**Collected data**
[Start of section]

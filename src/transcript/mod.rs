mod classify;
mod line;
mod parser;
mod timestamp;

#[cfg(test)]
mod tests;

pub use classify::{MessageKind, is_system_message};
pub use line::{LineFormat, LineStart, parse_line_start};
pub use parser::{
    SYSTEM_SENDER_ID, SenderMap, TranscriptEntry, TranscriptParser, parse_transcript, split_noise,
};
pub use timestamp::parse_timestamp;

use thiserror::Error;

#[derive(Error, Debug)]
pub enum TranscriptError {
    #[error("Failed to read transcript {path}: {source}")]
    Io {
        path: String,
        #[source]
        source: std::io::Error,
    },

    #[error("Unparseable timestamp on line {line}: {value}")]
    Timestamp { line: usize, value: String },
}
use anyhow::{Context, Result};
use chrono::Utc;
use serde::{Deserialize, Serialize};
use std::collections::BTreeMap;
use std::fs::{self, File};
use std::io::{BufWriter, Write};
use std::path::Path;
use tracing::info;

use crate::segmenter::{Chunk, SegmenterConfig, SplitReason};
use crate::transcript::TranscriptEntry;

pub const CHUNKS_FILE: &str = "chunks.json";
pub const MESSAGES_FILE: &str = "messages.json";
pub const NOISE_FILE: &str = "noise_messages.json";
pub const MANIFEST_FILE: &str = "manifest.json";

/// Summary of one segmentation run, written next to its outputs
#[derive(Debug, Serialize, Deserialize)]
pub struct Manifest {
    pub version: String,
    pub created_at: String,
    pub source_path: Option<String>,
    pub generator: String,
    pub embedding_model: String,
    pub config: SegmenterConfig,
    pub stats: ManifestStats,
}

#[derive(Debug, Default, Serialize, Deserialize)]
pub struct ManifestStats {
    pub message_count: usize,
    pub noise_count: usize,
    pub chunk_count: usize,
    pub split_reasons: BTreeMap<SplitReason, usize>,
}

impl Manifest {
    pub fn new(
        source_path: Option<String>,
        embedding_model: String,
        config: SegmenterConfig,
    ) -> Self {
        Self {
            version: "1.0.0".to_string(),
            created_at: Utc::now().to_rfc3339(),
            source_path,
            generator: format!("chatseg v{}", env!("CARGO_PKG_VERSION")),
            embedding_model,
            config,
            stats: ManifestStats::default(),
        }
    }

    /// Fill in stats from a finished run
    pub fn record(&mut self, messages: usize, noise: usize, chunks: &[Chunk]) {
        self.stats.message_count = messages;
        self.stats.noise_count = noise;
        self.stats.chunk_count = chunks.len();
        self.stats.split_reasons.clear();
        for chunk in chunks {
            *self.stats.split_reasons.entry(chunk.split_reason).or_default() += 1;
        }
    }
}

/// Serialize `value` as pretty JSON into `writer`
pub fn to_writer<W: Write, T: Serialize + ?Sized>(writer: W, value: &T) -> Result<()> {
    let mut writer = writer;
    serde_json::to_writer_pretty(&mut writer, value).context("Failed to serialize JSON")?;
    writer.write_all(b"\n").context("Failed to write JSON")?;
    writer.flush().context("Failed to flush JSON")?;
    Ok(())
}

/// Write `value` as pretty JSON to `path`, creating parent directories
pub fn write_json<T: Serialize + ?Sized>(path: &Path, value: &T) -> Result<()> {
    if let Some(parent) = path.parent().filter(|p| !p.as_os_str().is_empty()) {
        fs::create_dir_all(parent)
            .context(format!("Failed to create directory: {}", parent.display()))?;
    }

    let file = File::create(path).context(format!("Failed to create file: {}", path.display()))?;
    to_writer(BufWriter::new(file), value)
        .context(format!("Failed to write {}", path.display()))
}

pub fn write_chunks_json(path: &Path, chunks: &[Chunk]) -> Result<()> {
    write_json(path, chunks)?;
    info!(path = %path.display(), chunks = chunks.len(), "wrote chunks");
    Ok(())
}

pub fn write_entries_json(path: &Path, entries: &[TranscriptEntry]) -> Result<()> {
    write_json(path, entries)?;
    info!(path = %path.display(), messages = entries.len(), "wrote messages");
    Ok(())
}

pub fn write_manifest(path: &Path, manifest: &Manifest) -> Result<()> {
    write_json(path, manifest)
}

[End of section]

**TASK GOAL**
Determine the number of lines in the data that include the string "parent". Only that number belongs in the answer.

**TASK RESULT**
4